:: WORK ITEM ::
Filter these records by the string "Serialize", copying each line that holds it.

═════ RECORDS SHOWN ═════

// Copyright (c) 2024-2025, The rhevce contributors. All rights reserved
//
// This source code is subject to the terms of the BSD 2 Clause License. If
// the BSD 2 Clause License was not distributed with this source code in the
// LICENSE file, you can obtain it at
// https://opensource.org/license/bsd-2-clause

use crate::api::config::{
  DerivedConstants, EncoderConfig, GopDerived, GopEntry, RateControlConfig,
};

/// A configured encoding session.
///
/// Holds the normalized, validated configuration, the fully expanded
/// GOP structure and the published derived constants. Everything in
/// here is frozen: the encoding pipeline reads it for the duration of
/// the run, and nothing is ever written after construction, so it can
/// be shared freely across encoding workers.
///
/// Created only through [`Config::new_context`].
///
/// [`Config::new_context`]: crate::Config::new_context
#[derive(Clone, Debug)]
pub struct Context {
  config: EncoderConfig,
  rate_control: RateControlConfig,
  gop_derived: GopDerived,
  constants: DerivedConstants,
}

impl Context {
  pub(crate) fn new(
    config: EncoderConfig, rate_control: RateControlConfig,
    gop_derived: GopDerived, constants: DerivedConstants,
  ) -> Self {
    Context { config, rate_control, gop_derived, constants }
  }

  /// The normalized encoder configuration.
  pub fn config(&self) -> &EncoderConfig {
    &self.config
  }

  /// The rate control configuration.
  pub fn rate_control(&self) -> &RateControlConfig {
    &self.rate_control
  }

  /// The full GOP structure: the verified template followed by the
  /// entries synthesized during reference-picture-set expansion.
  pub fn gop(&self) -> &[GopEntry] {
    &self.config.gop
  }

  /// Buffering and reordering bounds derived from the GOP structure.
  pub fn gop_derived(&self) -> &GopDerived {
    &self.gop_derived
  }

  /// The derived constants published for the rest of the run.
  pub fn constants(&self) -> &DerivedConstants {
    &self.constants
  }
}
// Copyright (c) 2024-2025, The rhevce contributors. All rights reserved
//
// This source code is subject to the terms of the BSD 2 Clause License. If
// the BSD 2 Clause License was not distributed with this source code in the
// LICENSE file, you can obtain it at
// https://opensource.org/license/bsd-2-clause

use crate::api::color::{BitDepths, ChromaFormat};
use crate::api::config::EncoderConfig;
use crate::serialize::{Deserialize, Serialize};

/// Extra partition depth needed for non-4:2:0 sub-TU partitioning when
/// the minimum TU is larger than 4x4.
fn max_cu_depth_offset(
  chroma_format: ChromaFormat, tu_log2_min_size: u32,
) -> u32 {
  if chroma_format == ChromaFormat::Cf422 && tu_log2_min_size > 2 {
    1
  } else {
    0
  }
}

/// Constants derived from a validated configuration, read by every
/// downstream pipeline stage for the duration of the encode run.
///
/// Published exactly once per run and never mutated afterwards.
#[derive(Clone, Copy, Debug, PartialEq, Eq, Serialize, Deserialize)]
pub struct DerivedConstants {
  /// Effective maximum CU depth: the configured depth plus as many
  /// extra levels as needed for the minimum transform size to divide
  /// the minimum CU size, plus the non-4:2:0 sub-partitioning offset.
  pub max_cu_depth: u32,
  /// Number of partitioning levels added beyond the configured depth,
  /// plus one.
  pub add_cu_depth: u32,
  /// Working bit depth per channel.
  pub bit_depth: BitDepths,
  /// PCM sample bit depth per channel: the MSB-extended depth when PCM
  /// codes input samples, the internal depth otherwise.
  pub pcm_bit_depth: BitDepths,
  /// Transform coefficient dynamic range per channel, in bits.
  pub max_tr_dynamic_range: BitDepths,
}

impl DerivedConstants {
  pub(crate) fn new(cfg: &EncoderConfig) -> Self {
    let mut add_depth = 0;
    while (cfg.max_cu_width >> cfg.max_cu_depth)
      > (1 << (cfg.tu_log2_min_size + add_depth))
    {
      add_depth += 1;
    }
    add_depth +=
      max_cu_depth_offset(cfg.chroma_format, cfg.tu_log2_min_size);

    let dynamic_range = |bit_depth: u32| {
      if cfg.extended_precision {
        15.max(bit_depth + 6)
      } else {
        15
      }
    };
    let pcm_depth = if cfg.pcm_input_bit_depth {
      cfg.msb_extended_bit_depth
    } else {
      cfg.internal_bit_depth
    };

    DerivedConstants {
      max_cu_depth: cfg.max_cu_depth + add_depth,
      add_cu_depth: add_depth + 1,
      bit_depth: cfg.internal_bit_depth,
      pcm_bit_depth: pcm_depth,
      max_tr_dynamic_range: BitDepths::new(
        dynamic_range(cfg.internal_bit_depth.luma),
        dynamic_range(cfg.internal_bit_depth.chroma),
      ),
    }
  }
}

#[cfg(test)]
mod test {
  use super::*;

  #[test]
  fn no_extra_depth_when_min_tu_matches_min_cu() {
    // 64 >> 4 = 4 == 1 << 2: the minimum TU already divides the
    // minimum CU.
    let cfg = EncoderConfig::default();
    let constants = DerivedConstants::new(&cfg);
    assert_eq!(constants.max_cu_depth, 4);
    assert_eq!(constants.add_cu_depth, 1);
  }

  #[test]
  fn extra_depth_covers_the_min_tu_gap() {
    let mut cfg = EncoderConfig::default();
    cfg.max_cu_depth = 3; // min CU 8, min TU 4
    let constants = DerivedConstants::new(&cfg);
    assert_eq!(constants.max_cu_depth, 4);
    assert_eq!(constants.add_cu_depth, 2);
  }

  #[test]
  fn chroma_422_with_large_min_tu_adds_a_level() {
    let mut cfg = EncoderConfig::default();
    cfg.chroma_format = ChromaFormat::Cf422;
    cfg.tu_log2_min_size = 3;
    cfg.max_cu_depth = 3; // min CU 8 == 1 << 3
    let constants = DerivedConstants::new(&cfg);
    assert_eq!(constants.max_cu_depth, 4);
  }

  #[test]
  fn pcm_bit_depth_follows_the_input_flag() {
    let mut cfg = EncoderConfig::default();
    cfg.msb_extended_bit_depth = BitDepths::new(10, 10);
    cfg.internal_bit_depth = BitDepths::new(12, 12);
    cfg.pcm_input_bit_depth = true;
    assert_eq!(
      DerivedConstants::new(&cfg).pcm_bit_depth,
      BitDepths::new(10, 10)
    );
    cfg.pcm_input_bit_depth = false;
    assert_eq!(
      DerivedConstants::new(&cfg).pcm_bit_depth,
      BitDepths::new(12, 12)
    );
  }

  #[test]
  fn dynamic_range_is_15_unless_extended_precision() {
    let mut cfg = EncoderConfig::default();
    cfg.internal_bit_depth = BitDepths::new(12, 10);
    assert_eq!(
      DerivedConstants::new(&cfg).max_tr_dynamic_range,
      BitDepths::new(15, 15)
    );
    cfg.extended_precision = true;
    assert_eq!(
      DerivedConstants::new(&cfg).max_tr_dynamic_range,
      BitDepths::new(18, 16)
    );
  }
}
#[cfg(test)]
mod test {
  use super::*;
  use interpolate_name::interpolate_test;

  #[test]
  fn profile_names_parse() {
    assert_eq!(
      "main-RExt".parse(),
      Ok(ExtendedProfile::Base(Profile::MainRExt))
    );
    assert_eq!(
      "main_422_10_intra".parse(),
      Ok(ExtendedProfile::SubProfile(2210))
    );
    assert!("main_13".parse::<ExtendedProfile>().is_err());
  }

  #[test]
  fn level_names_parse() {
    assert_eq!("5.1".parse(), Ok(Level::L5_1));
    assert_eq!("8.5".parse(), Ok(Level::L8_5));
    assert!("7".parse::<Level>().is_err());
  }

  #[interpolate_test(monochrome12, 1012, false, 12, ChromaFormat::Cf400)]
  #[interpolate_test(main12, 1112, false, 12, ChromaFormat::Cf420)]
  #[interpolate_test(main_422_10, 1210, false, 10, ChromaFormat::Cf422)]
  #[interpolate_test(main_444, 1308, false, 8, ChromaFormat::Cf444)]
  #[interpolate_test(main_444_10_intra, 2310, true, 10, ChromaFormat::Cf444)]
  #[interpolate_test(main_444_16_intra, 2316, true, 16, ChromaFormat::Cf444)]
  fn decomposition(
    code: u16, intra: bool, bit_depth: u32, chroma: ChromaFormat,
  ) {
    let c = ExtendedProfile::SubProfile(code).decompose().unwrap();
    assert_eq!(c.intra_constraint, intra);
    assert_eq!(c.bit_depth, bit_depth);
    assert_eq!(c.chroma_format, chroma);
  }

  #[test]
  fn decomposition_is_total_over_named_codes() {
    for &(name, profile) in EXTENDED_PROFILE_NAMES.iter() {
      if let ExtendedProfile::SubProfile(code) = profile {
        let c = profile.decompose().unwrap();
        // Every named shorthand decomposes to a defined profile, whose
        // name round-trips.
        assert_eq!(
          rext_sub_profile_name(
            c.intra_constraint,
            c.bit_depth,
            c.chroma_format
          ),
          Some(name),
          "code {}",
          code
        );
      }
    }
  }

  #[test]
  fn trial_bit_depth_rounding() {
    assert_eq!(round_trial_bit_depth(7), 8);
    assert_eq!(round_trial_bit_depth(8), 8);
    assert_eq!(round_trial_bit_depth(9), 10);
    assert_eq!(round_trial_bit_depth(10), 10);
    assert_eq!(round_trial_bit_depth(11), 12);
    assert_eq!(round_trial_bit_depth(12), 12);
    assert_eq!(round_trial_bit_depth(13), 16);
    assert_eq!(round_trial_bit_depth(14), 16);
  }

  #[test]
  fn auto_select_extended_precision_forces_16_bit() {
    let tools = RExtToolUsage { extended_precision: true, ..Default::default() };
    let (bd, cf) = select_rext_constraints(tools, false, 10, ChromaFormat::Cf420);
    assert_eq!((bd, cf), (16, ChromaFormat::Cf444));
    // inter monochrome stays 4:0:0
    let (bd, cf) = select_rext_constraints(tools, false, 10, ChromaFormat::Cf400);
    assert_eq!((bd, cf), (16, ChromaFormat::Cf400));
  }

  #[test]
  fn auto_select_general_tools_force_444() {
    let tools = RExtToolUsage { general_tools: true, ..Default::default() };
    let (bd, cf) = select_rext_constraints(tools, false, 10, ChromaFormat::Cf420);
    assert_eq!((bd, cf), (10, ChromaFormat::Cf444));
    // inter monochrome maps to 16-bit 4:0:0
    let (bd, cf) = select_rext_constraints(tools, false, 10, ChromaFormat::Cf400);
    assert_eq!((bd, cf), (16, ChromaFormat::Cf400));
  }

  #[test]
  fn auto_select_monochrome() {
    let tools = RExtToolUsage::default();
    // no intra 4:0:0 profile exists
    let (bd, cf) = select_rext_constraints(tools, true, 10, ChromaFormat::Cf400);
    assert_eq!((bd, cf), (10, ChromaFormat::Cf420));
    let (bd, cf) = select_rext_constraints(tools, false, 10, ChromaFormat::Cf400);
    assert_eq!((bd, cf), (12, ChromaFormat::Cf400));
  }

  #[test]
  fn auto_select_forced_bumps() {
    let tools =
      RExtToolUsage { chroma_qp_adjustment: true, ..Default::default() };
    // the chroma QP tool bumps 4:2:0 to 4:2:2
    let (bd, cf) = select_rext_constraints(tools, true, 10, ChromaFormat::Cf420);
    assert_eq!((bd, cf), (10, ChromaFormat::Cf422));
    // no 8-bit 4:2:2 profile
    let (bd, cf) = select_rext_constraints(tools, true, 8, ChromaFormat::Cf420);
    assert_eq!((bd, cf), (10, ChromaFormat::Cf422));
    // no 8 or 10-bit 4:2:0 inter RExt profile
    let tools = RExtToolUsage::default();
    let (bd, cf) = select_rext_constraints(tools, false, 8, ChromaFormat::Cf420);
    assert_eq!((bd, cf), (12, ChromaFormat::Cf420));
  }

  #[test]
  fn rext_profile_table() {
    assert!(rext_sub_profile_name(false, 8, ChromaFormat::Cf420).is_none());
    assert!(rext_sub_profile_name(false, 10, ChromaFormat::Cf422).is_some());
    assert!(rext_sub_profile_name(true, 16, ChromaFormat::Cf400).is_none());
    assert_eq!(
      rext_sub_profile_name(false, 16, ChromaFormat::Cf444),
      Some("main_444_16")
    );
  }
}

═════

:: RESULT OF THE TASK ::
use crate::serialize::{Deserialize, Serialize};
#[derive(Clone, Copy, Debug, PartialEq, Eq, Serialize, Deserialize)]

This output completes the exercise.